● Exercise prompt
Print the records below from the first line through the line containing "once per cookie;", both included, word for word.

● Data records
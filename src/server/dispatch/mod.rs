//! Dispatch backend: one acceptor thread, `N` worker threads.
//!
//! The acceptor hands each accepted socket to the next worker in turn.
//! Workers receive fully buffered [`NativeRequest`]s from the native layer and
//! answer through [`NativeResponse`](native::NativeResponse). The adapter in
//! this module maps between that shape and the shared model:
//!
//! - the ordered header list and the query, form and cookie maps become a
//!   [`Request`];
//! - bodies above `body_buffer_limit` are exposed as a stream over the
//!   received buffer and are never parsed;
//! - repeated response headers are joined with `", "`, except `Set-Cookie`,
//!   which is sent once per cookie;
//! - file bodies are written chunk by chunk.

pub mod native;

use std::{collections::HashMap, net::SocketAddr, sync::Arc};

use serde_json::{Map, Value};
use tokio::{
    net::TcpListener,
    sync::{mpsc, watch},
    task::JoinSet,
};
use tracing::{debug, error, warn};

use super::{
    Adapter, AdaptError, Application, EmitError, Emission, ServerError, Started, Worker,
    spawn_runtime_thread,
};
use crate::{
    config::ServerConfig,
    http::{
        BodyStream, ConnectionInfo, Method, Request, Response, ResponseBody, Version,
        body::CHUNK_SIZE,
    },
};

pub use native::{NativeConnection, NativeError, NativeRequest, NativeSettings};

impl From<NativeError> for AdaptError {
    fn from(err: NativeError) -> Self {
        match err {
            NativeError::Codec(err) => Self::Malformed(err),
            NativeError::PackageTooLarge(limit) => Self::TooLarge { limit },
            NativeError::Truncated => Self::Truncated,
            NativeError::Io(err) => Self::Io(err),
        }
    }
}

/// Translates between the native layer and the shared request model.
#[derive(Debug, Clone)]
pub struct DispatchAdapter {
    body_buffer_limit: usize,
    settings: NativeSettings,
}

impl DispatchAdapter {
    pub fn new(config: &ServerConfig) -> Self {
        Self {
            body_buffer_limit: config.body_buffer_limit,
            settings: NativeSettings {
                package_max_length: config.max_request_size,
                http_keepalive: config.keep_alive,
            },
        }
    }

    /// Settings handed to every [`NativeConnection`].
    pub fn settings(&self) -> NativeSettings {
        self.settings
    }

    /// Builds a [`Request`] from a native request.
    pub fn to_request(&self, native: NativeRequest, connection: ConnectionInfo) -> Request {
        let server = &native.server;
        let method = server
            .get("request_method")
            .map(|m| m.parse::<Method>().unwrap_or_else(|never| match never {}))
            .unwrap_or(Method::Get);
        let version = server
            .get("server_protocol")
            .and_then(|v| v.parse::<Version>().ok())
            .unwrap_or_default();
        let mut target = server
            .get("request_uri")
            .cloned()
            .unwrap_or_else(|| "/".to_owned());
        if let Some(query) = server.get("query_string").filter(|q| !q.is_empty()) {
            target.push('?');
            target.push_str(query);
        }

        let mut builder = Request::builder()
            .method(method)
            .target(target)
            .version(version)
            .connection(connection);
        for (name, value) in &native.header {
            builder = builder.header(name, value.as_str());
        }
        for (name, value) in &native.server {
            builder = builder.server_param(name, value.as_str());
        }
        builder = builder
            .query_params(native.get.clone())
            .cookies(native.cookie.clone());

        let form = (!native.post.is_empty()).then(|| form_fields(&native.post));
        let raw = native.into_raw_content();
        if raw.len() > self.body_buffer_limit {
            return builder
                .body_stream(BodyStream::buffered(raw, CHUNK_SIZE))
                .build();
        }
        if let Some(form) = form {
            builder = builder.parsed_body(form);
        }
        builder.body(raw).build()
    }
}

fn form_fields(post: &HashMap<String, String>) -> Map<String, Value> {
    post.iter()
        .map(|(k, v)| (k.clone(), Value::from(v.as_str())))
        .collect()
}

impl Adapter for DispatchAdapter {
    type Connection = NativeConnection;

    const NAME: &'static str = "dispatch";

    async fn adapt(&self, conn: &mut NativeConnection) -> Result<Option<Request>, AdaptError> {
        let Some(native) = conn.recv().await? else {
            return Ok(None);
        };
        let info = ConnectionInfo {
            remote_addr: Some(conn.remote_addr()),
            local_addr: conn.local_addr(),
            backend: Self::NAME,
        };
        Ok(Some(self.to_request(native, info)))
    }

    async fn emit(
        &self,
        conn: &mut NativeConnection,
        response: &Response,
        emission: Emission,
    ) -> Result<(), EmitError> {
        let mut res = conn.response();
        res.keep_alive(emission.keep_alive);
        let status = response.status();
        res.status(status.as_u16(), status.canonical_reason());

        let headers = response.headers();
        let mut names: Vec<&str> = Vec::new();
        for (name, _) in headers.iter() {
            if !names.iter().any(|n| n.eq_ignore_ascii_case(name)) {
                names.push(name);
            }
        }
        for name in names {
            if name.eq_ignore_ascii_case("set-cookie") {
                for line in headers.get_all(name) {
                    res.cookie(line);
                }
            } else {
                res.header(name, headers.get_line(name));
            }
        }
        for cookie in response.cookies() {
            res.cookie(cookie.to_string());
        }

        match response.body() {
            ResponseBody::Empty => res.end(None).await?,
            ResponseBody::Full(bytes) => res.end(Some(bytes.clone())).await?,
            ResponseBody::File(file) => {
                let mut chunks = file.open().await.map_err(EmitError::File)?;
                while let Some(chunk) = chunks.next_chunk().await.map_err(EmitError::File)? {
                    res.write(chunk).await?;
                }
                res.end(None).await?;
            }
        }
        Ok(())
    }
}

type Accepted = (std::net::TcpStream, SocketAddr);

pub(crate) fn start(
    config: &ServerConfig,
    app: &Arc<Application>,
    workers: usize,
    shutdown: &watch::Receiver<bool>,
) -> Result<Started, ServerError> {
    let addr = config.addr()?;
    let listener =
        std::net::TcpListener::bind(addr).map_err(|source| ServerError::Bind { addr, source })?;
    listener.set_nonblocking(true)?;
    let local_addr = listener.local_addr()?;

    let adapter = Arc::new(DispatchAdapter::new(config));
    let mut threads = Vec::with_capacity(workers + 1);
    let mut queues = Vec::with_capacity(workers);

    for id in 0..workers {
        let (tx, rx) = mpsc::unbounded_channel::<Accepted>();
        queues.push(tx);
        let app = Arc::clone(app);
        let adapter = Arc::clone(&adapter);
        let shutdown = shutdown.clone();
        let keep_alive = config.keep_alive;

        let thread = spawn_runtime_thread(format!("tandem-dispatch-{id}"), move || async move {
            let Some(worker) = Worker::start(id, app, keep_alive) else {
                return;
            };
            worker_loop(worker, adapter, rx, shutdown).await;
        })?;
        threads.push(thread);
    }

    let shutdown = shutdown.clone();
    let acceptor = spawn_runtime_thread("tandem-dispatch-acceptor".to_owned(), move || async move {
        let listener = match TcpListener::from_std(listener) {
            Ok(listener) => listener,
            Err(err) => {
                error!(error = %err, "failed to register listener");
                return;
            }
        };
        accept_loop(listener, queues, shutdown).await;
    })?;
    threads.push(acceptor);

    Ok(Started {
        local_addr,
        threads,
    })
}

async fn accept_loop(
    listener: TcpListener,
    queues: Vec<mpsc::UnboundedSender<Accepted>>,
    mut shutdown: watch::Receiver<bool>,
) {
    let mut next = 0usize;
    loop {
        tokio::select! {
            accepted = listener.accept() => {
                let (stream, remote_addr) = match accepted {
                    Ok(pair) => pair,
                    Err(err) => {
                        error!(error = %err, "failed to accept connection");
                        continue;
                    }
                };
                let _ = stream.set_nodelay(true);
                let stream = match stream.into_std() {
                    Ok(stream) => stream,
                    Err(err) => {
                        warn!(peer = %remote_addr, error = %err, "failed to detach socket");
                        continue;
                    }
                };
                let worker = next % queues.len();
                next = next.wrapping_add(1);
                if queues[worker].send((stream, remote_addr)).is_err() {
                    warn!(worker, peer = %remote_addr, "worker is gone, dropping connection");
                }
            }
            _ = shutdown.changed() => break,
        }
    }
    debug!("acceptor stopping");
}

async fn worker_loop(
    worker: Arc<Worker>,
    adapter: Arc<DispatchAdapter>,
    mut queue: mpsc::UnboundedReceiver<Accepted>,
    mut shutdown: watch::Receiver<bool>,
) {
    let mut connections = JoinSet::new();
    let mut fd: u64 = 0;
    loop {
        tokio::select! {
            received = queue.recv() => {
                let Some((stream, remote_addr)) = received else { break };
                let stream = match tokio::net::TcpStream::from_std(stream) {
                    Ok(stream) => stream,
                    Err(err) => {
                        warn!(worker = worker.id(), error = %err, "failed to register socket");
                        continue;
                    }
                };
                fd += 1;
                debug!(worker = worker.id(), fd, peer = %remote_addr, "connection received");
                let conn = NativeConnection::new(fd, stream, remote_addr, adapter.settings());
                worker.spawn(&mut connections, &adapter, conn);
            }
            Some(_) = connections.join_next(), if !connections.is_empty() => {}
            _ = shutdown.changed() => break,
        }
    }
    debug!(worker = worker.id(), open = connections.len(), "worker stopping");
    connections.shutdown().await;
}

#[cfg(test)]
mod tests {
    use super::*;
    use crate::http::{Cookie, StatusCode};
    use tokio::{
        io::{AsyncReadExt, AsyncWriteExt},
        net::TcpStream,
    };

    fn adapter(body_buffer_limit: usize) -> DispatchAdapter {
        DispatchAdapter::new(&ServerConfig {
            body_buffer_limit,
            ..ServerConfig::default()
        })
    }

    async fn pair(adapter: &DispatchAdapter) -> (NativeConnection, TcpStream) {
        let listener = TcpListener::bind("127.0.0.1:0").await.unwrap();
        let client = TcpStream::connect(listener.local_addr().unwrap()).await.unwrap();
        let (server, peer) = listener.accept().await.unwrap();
        (NativeConnection::new(1, server, peer, adapter.settings()), client)
    }

    #[tokio::test]
    async fn native_maps_become_request() {
        let adapter = adapter(1024);
        let (mut conn, mut client) = pair(&adapter).await;
        client
            .write_all(
                b"POST /form?page=2 HTTP/1.1\r\nCookie: sid=abc\r\nX-Trace: 1\r\n\
                  Content-Type: application/x-www-form-urlencoded\r\nContent-Length: 9\r\n\r\nname=jane",
            )
            .await
            .unwrap();

        let request = adapter.adapt(&mut conn).await.unwrap().unwrap();
        assert_eq!(*request.method(), Method::Post);
        assert_eq!(request.uri(), "/form?page=2");
        assert_eq!(request.query("page"), Some("2"));
        assert_eq!(request.cookie("sid"), Some("abc"));
        assert_eq!(request.header("x-trace"), Some("1"));
        assert_eq!(request.post("name").and_then(|v| v.as_str()), Some("jane"));
        assert_eq!(request.server("request_method"), Some("POST"));
        assert_eq!(request.connection().backend, "dispatch");
        assert!(request.body().is_buffered());
    }

    #[tokio::test]
    async fn large_body_is_streamed() {
        let adapter = adapter(4);
        let (mut conn, mut client) = pair(&adapter).await;
        client
            .write_all(b"POST /up HTTP/1.1\r\nContent-Length: 10\r\n\r\n0123456789")
            .await
            .unwrap();
        let request = adapter.adapt(&mut conn).await.unwrap().unwrap();
        assert!(!request.body().is_buffered());
        assert_eq!(request.raw().await.unwrap(), &b"0123456789"[..]);
    }

    #[tokio::test]
    async fn emits_joined_headers_and_separate_cookies() {
        let adapter = adapter(1024);
        let (mut conn, mut client) = pair(&adapter).await;
        client
            .write_all(b"GET / HTTP/1.1\r\nConnection: close\r\n\r\n")
            .await
            .unwrap();
        adapter.adapt(&mut conn).await.unwrap().unwrap();

        let response = Response::new(StatusCode::Ok)
            .with_added_header("Vary", "Origin")
            .with_added_header("Vary", "Accept")
            .with_cookie(Cookie::new("a", "1"))
            .with_cookie(Cookie::new("b", "2"))
            .with_body("done");
        let emission = Emission {
            version: Version::Http11,
            head_only: false,
            keep_alive: false,
        };
        adapter.emit(&mut conn, &response, emission).await.unwrap();
        drop(conn);

        let mut raw = String::new();
        client.read_to_string(&mut raw).await.unwrap();
        assert!(raw.starts_with("HTTP/1.1 200 OK\r\n"));
        assert!(raw.contains("Vary: Origin, Accept\r\n"));
        assert!(raw.contains("Set-Cookie: a=1\r\n"));
        assert!(raw.contains("Set-Cookie: b=2\r\n"));
        assert!(raw.contains("Content-Length: 4\r\n"));
        assert!(raw.ends_with("\r\n\r\ndone"));
    }

    #[tokio::test]
    async fn file_bodies_are_chunked() {
        let path = std::env::temp_dir().join(format!("tandem-dispatch-{}.txt", std::process::id()));
        tokio::fs::write(&path, b"chunked file").await.unwrap();

        let adapter = adapter(1024);
        let (mut conn, mut client) = pair(&adapter).await;
        client.write_all(b"GET /f HTTP/1.1\r\n\r\n").await.unwrap();
        adapter.adapt(&mut conn).await.unwrap().unwrap();

        let file = crate::http::FileBody::resolve(&path, crate::http::ByteRange::FULL)
            .await
            .unwrap();
        let response = Response::new(StatusCode::Ok).with_file(file);
        let emission = Emission {
            version: Version::Http11,
            head_only: false,
            keep_alive: false,
        };
        adapter.emit(&mut conn, &response, emission).await.unwrap();
        drop(conn);

        let mut raw = String::new();
        client.read_to_string(&mut raw).await.unwrap();
        tokio::fs::remove_file(&path).await.unwrap();

        assert!(raw.contains("Transfer-Encoding: chunked\r\n"));
        assert!(!raw.contains("Content-Length"));
        assert!(raw.ends_with("\r\n\r\nc\r\nchunked file\r\n0\r\n\r\n"));
    }
}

● Your solution
filename src/server/dispatch/mod.rs
//! Dispatch backend: one acceptor thread, `N` worker threads.
//!
//! The acceptor hands each accepted socket to the next worker in turn.
//! Workers receive fully buffered [`NativeRequest`]s from the native layer and
//! answer through [`NativeResponse`](native::NativeResponse). The adapter in
//! this module maps between that shape and the shared model:
//!
//! - the ordered header list and the query, form and cookie maps become a
//!   [`Request`];
//! - bodies above `body_buffer_limit` are exposed as a stream over the
//!   received buffer and are never parsed;
//! - repeated response headers are joined with `", "`, except `Set-Cookie`,
//!   which is sent once per cookie;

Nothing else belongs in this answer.